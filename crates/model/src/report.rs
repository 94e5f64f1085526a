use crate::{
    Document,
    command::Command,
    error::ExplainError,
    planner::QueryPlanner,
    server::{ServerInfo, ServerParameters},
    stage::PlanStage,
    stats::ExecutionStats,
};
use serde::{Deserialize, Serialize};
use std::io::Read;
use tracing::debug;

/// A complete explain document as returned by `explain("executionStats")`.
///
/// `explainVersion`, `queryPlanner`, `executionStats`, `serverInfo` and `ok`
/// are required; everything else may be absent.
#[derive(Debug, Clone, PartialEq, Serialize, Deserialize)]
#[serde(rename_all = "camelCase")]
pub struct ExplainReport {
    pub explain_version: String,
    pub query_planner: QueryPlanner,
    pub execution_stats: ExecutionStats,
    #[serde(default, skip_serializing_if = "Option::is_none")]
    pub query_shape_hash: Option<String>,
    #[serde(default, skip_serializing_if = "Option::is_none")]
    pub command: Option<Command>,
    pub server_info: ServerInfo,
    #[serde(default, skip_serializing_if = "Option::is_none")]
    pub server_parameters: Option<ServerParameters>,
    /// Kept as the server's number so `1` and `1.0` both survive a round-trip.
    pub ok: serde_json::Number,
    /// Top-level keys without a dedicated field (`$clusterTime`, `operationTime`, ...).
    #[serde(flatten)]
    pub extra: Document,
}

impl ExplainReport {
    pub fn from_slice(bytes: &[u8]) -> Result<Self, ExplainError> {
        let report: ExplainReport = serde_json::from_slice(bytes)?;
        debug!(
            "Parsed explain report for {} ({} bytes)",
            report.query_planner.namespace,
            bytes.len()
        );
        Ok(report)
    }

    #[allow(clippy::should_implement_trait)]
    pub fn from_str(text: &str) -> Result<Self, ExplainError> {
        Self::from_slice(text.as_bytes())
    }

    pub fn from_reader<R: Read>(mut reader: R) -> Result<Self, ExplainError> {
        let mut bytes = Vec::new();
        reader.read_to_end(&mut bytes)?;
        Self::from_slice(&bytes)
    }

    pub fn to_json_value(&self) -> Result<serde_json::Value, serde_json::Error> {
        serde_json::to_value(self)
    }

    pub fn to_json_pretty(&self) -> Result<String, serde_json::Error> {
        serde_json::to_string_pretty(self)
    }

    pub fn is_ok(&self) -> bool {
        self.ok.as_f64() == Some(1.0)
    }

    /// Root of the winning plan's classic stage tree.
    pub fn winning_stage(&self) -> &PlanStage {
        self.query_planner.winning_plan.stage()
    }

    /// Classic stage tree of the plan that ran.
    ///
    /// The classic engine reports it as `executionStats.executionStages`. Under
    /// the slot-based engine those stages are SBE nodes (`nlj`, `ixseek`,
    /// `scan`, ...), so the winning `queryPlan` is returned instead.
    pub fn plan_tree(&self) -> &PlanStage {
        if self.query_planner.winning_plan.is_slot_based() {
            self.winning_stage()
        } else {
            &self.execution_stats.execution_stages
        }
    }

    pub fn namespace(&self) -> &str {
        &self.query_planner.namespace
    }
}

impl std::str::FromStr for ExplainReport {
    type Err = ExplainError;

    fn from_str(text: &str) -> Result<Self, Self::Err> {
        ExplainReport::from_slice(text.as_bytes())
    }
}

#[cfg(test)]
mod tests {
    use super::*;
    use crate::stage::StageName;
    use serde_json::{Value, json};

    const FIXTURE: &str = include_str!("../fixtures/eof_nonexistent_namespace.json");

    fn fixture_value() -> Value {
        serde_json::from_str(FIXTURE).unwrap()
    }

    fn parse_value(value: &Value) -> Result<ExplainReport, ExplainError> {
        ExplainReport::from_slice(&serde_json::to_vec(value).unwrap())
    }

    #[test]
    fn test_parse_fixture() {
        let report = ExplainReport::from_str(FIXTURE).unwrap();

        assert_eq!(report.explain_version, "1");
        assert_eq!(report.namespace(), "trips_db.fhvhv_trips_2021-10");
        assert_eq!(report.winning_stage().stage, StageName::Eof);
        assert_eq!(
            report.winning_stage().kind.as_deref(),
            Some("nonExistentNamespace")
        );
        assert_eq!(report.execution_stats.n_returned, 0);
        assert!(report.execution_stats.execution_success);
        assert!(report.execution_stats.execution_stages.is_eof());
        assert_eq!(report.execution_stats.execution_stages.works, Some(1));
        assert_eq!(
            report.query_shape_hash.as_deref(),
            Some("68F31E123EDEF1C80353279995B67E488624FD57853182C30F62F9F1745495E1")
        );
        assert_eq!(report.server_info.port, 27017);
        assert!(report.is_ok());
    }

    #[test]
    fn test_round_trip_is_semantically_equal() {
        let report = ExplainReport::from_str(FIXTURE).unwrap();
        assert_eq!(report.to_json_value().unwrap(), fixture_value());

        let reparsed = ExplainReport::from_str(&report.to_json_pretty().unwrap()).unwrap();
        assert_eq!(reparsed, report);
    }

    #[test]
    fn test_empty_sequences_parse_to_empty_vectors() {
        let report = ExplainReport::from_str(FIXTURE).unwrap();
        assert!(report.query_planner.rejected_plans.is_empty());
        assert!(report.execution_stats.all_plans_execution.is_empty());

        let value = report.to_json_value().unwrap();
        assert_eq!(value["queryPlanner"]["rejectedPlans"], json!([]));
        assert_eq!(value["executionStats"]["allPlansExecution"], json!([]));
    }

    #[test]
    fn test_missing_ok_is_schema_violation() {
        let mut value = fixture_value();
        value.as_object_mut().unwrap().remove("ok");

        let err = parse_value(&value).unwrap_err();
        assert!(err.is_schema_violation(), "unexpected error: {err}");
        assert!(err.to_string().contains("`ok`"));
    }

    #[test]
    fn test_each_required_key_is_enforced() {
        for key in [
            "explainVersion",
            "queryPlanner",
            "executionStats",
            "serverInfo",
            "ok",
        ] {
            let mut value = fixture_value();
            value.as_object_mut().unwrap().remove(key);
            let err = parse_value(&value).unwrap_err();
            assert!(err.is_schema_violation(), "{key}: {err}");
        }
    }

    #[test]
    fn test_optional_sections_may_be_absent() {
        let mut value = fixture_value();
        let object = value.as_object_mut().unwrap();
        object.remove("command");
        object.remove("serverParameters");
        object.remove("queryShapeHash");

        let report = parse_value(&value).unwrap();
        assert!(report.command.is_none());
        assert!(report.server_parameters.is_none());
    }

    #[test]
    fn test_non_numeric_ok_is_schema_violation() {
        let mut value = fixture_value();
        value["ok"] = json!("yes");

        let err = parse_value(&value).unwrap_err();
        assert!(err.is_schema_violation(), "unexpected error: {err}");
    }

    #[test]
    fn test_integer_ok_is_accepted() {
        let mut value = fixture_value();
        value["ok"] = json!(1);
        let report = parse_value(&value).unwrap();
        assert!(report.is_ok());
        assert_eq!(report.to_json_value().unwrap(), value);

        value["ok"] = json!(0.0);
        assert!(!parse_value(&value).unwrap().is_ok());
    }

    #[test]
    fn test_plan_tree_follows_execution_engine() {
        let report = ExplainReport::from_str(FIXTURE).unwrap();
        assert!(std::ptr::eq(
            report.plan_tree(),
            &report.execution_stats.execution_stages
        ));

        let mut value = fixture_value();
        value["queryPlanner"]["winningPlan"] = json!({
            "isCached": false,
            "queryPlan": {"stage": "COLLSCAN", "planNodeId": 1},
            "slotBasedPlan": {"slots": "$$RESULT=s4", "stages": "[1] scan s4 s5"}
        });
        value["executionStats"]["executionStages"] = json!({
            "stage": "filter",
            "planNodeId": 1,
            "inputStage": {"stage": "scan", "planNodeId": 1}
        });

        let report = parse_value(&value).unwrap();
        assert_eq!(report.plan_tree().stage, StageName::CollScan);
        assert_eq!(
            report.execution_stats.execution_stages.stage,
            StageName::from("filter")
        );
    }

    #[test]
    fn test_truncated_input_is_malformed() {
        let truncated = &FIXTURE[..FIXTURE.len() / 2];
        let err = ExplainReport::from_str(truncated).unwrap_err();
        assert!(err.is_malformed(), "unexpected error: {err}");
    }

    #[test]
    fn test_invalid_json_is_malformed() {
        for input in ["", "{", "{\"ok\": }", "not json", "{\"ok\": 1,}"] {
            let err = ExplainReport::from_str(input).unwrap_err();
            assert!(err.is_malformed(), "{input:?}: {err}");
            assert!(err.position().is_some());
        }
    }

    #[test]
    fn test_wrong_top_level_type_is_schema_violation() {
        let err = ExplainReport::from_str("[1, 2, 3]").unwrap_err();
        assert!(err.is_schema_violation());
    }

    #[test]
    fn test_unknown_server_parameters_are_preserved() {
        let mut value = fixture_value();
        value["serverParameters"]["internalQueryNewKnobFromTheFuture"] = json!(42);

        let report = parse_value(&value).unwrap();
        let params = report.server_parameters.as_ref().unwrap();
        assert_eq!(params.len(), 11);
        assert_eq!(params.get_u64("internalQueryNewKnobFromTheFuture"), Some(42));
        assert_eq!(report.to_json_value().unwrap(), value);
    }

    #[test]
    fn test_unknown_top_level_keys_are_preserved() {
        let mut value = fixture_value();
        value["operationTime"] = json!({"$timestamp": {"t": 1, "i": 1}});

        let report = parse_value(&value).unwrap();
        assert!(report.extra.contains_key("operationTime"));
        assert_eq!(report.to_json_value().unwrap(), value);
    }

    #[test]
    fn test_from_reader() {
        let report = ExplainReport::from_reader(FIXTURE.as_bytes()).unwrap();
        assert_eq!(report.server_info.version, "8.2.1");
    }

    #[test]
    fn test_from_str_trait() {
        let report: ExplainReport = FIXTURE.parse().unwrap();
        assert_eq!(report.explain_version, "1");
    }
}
* * * * * * * * *
- [Task item]
Every line above that includes the word "operationTime" must appear in the answer.

- [Solution]
    /// Top-level keys without a dedicated field (`$clusterTime`, `operationTime`, ...).
        value["operationTime"] = json!({"$timestamp": {"t": 1, "i": 1}});
        assert!(report.extra.contains_key("operationTime"));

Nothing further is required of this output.